(Beginning of Provided data)
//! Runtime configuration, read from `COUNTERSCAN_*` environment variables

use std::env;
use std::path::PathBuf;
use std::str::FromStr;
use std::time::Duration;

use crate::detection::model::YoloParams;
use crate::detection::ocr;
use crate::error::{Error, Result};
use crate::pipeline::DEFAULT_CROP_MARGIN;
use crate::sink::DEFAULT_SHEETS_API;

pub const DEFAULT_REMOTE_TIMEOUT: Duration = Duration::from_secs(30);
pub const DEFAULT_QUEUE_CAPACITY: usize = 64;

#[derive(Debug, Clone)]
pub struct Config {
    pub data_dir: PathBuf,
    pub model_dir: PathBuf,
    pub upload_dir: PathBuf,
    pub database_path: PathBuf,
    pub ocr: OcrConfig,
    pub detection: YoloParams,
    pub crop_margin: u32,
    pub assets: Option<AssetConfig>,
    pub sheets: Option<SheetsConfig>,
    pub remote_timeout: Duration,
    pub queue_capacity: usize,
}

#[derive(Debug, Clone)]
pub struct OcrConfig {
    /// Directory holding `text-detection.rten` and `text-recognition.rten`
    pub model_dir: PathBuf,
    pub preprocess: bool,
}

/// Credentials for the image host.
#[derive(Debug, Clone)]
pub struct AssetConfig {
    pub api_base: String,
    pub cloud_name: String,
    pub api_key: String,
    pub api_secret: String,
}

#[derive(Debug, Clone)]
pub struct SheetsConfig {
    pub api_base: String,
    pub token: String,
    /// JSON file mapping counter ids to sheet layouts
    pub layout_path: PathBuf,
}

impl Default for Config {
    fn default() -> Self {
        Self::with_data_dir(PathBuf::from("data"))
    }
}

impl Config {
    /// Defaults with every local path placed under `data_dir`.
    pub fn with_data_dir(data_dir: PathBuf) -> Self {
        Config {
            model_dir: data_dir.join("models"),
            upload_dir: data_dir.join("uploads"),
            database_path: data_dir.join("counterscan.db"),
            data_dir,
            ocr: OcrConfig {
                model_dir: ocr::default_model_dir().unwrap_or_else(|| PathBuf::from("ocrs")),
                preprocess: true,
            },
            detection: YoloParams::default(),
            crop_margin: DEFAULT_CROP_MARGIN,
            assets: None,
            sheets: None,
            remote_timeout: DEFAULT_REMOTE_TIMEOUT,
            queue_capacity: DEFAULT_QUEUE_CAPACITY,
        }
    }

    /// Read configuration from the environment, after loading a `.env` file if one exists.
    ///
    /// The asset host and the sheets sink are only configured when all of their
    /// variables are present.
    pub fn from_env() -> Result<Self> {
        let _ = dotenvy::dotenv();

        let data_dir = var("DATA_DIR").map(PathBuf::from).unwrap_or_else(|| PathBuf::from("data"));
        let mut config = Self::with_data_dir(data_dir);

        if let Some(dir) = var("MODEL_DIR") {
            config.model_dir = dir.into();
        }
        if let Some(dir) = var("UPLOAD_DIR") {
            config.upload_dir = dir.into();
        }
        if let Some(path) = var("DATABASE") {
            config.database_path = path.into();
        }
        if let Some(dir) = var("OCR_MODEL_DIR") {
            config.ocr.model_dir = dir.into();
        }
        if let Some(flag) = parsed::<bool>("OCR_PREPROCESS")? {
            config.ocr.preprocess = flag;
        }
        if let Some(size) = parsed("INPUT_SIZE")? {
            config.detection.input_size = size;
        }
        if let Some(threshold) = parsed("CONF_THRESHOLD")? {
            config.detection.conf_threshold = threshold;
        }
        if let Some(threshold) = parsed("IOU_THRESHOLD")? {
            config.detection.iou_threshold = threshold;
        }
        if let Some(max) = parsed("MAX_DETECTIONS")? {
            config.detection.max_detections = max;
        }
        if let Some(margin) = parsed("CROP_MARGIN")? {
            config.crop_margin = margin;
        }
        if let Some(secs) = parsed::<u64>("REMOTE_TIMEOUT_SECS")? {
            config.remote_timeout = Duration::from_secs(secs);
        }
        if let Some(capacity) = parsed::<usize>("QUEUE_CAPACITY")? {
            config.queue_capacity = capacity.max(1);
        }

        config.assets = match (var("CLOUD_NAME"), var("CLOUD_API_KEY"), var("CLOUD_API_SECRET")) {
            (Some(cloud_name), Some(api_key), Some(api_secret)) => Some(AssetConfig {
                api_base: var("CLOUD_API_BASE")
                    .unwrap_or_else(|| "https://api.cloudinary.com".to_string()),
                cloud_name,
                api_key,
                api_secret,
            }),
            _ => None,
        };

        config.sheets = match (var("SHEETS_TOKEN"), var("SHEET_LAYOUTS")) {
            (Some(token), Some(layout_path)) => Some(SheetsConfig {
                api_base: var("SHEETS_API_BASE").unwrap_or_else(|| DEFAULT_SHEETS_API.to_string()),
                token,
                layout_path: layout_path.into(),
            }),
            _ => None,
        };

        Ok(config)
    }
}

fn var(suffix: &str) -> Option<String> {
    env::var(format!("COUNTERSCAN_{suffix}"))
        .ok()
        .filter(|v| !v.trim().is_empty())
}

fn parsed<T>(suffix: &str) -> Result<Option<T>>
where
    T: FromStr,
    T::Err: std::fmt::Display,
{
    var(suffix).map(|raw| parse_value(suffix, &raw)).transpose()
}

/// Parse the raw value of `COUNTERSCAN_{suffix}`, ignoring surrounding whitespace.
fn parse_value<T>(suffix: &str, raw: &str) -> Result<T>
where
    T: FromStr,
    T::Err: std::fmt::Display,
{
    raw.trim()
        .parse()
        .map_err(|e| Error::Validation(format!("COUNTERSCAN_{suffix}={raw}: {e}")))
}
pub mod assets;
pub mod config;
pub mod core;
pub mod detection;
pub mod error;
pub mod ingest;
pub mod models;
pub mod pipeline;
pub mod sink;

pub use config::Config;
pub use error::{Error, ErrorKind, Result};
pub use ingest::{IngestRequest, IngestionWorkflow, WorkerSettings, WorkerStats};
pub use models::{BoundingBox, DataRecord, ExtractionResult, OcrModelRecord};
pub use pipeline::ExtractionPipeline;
(End of Provided data)
→ **Problem to work on**: Wherever a line of the records above contains the string "struct", copy that line out.

→ **Response below**:
pub struct Config {
pub struct OcrConfig {
pub struct AssetConfig {
pub struct SheetsConfig {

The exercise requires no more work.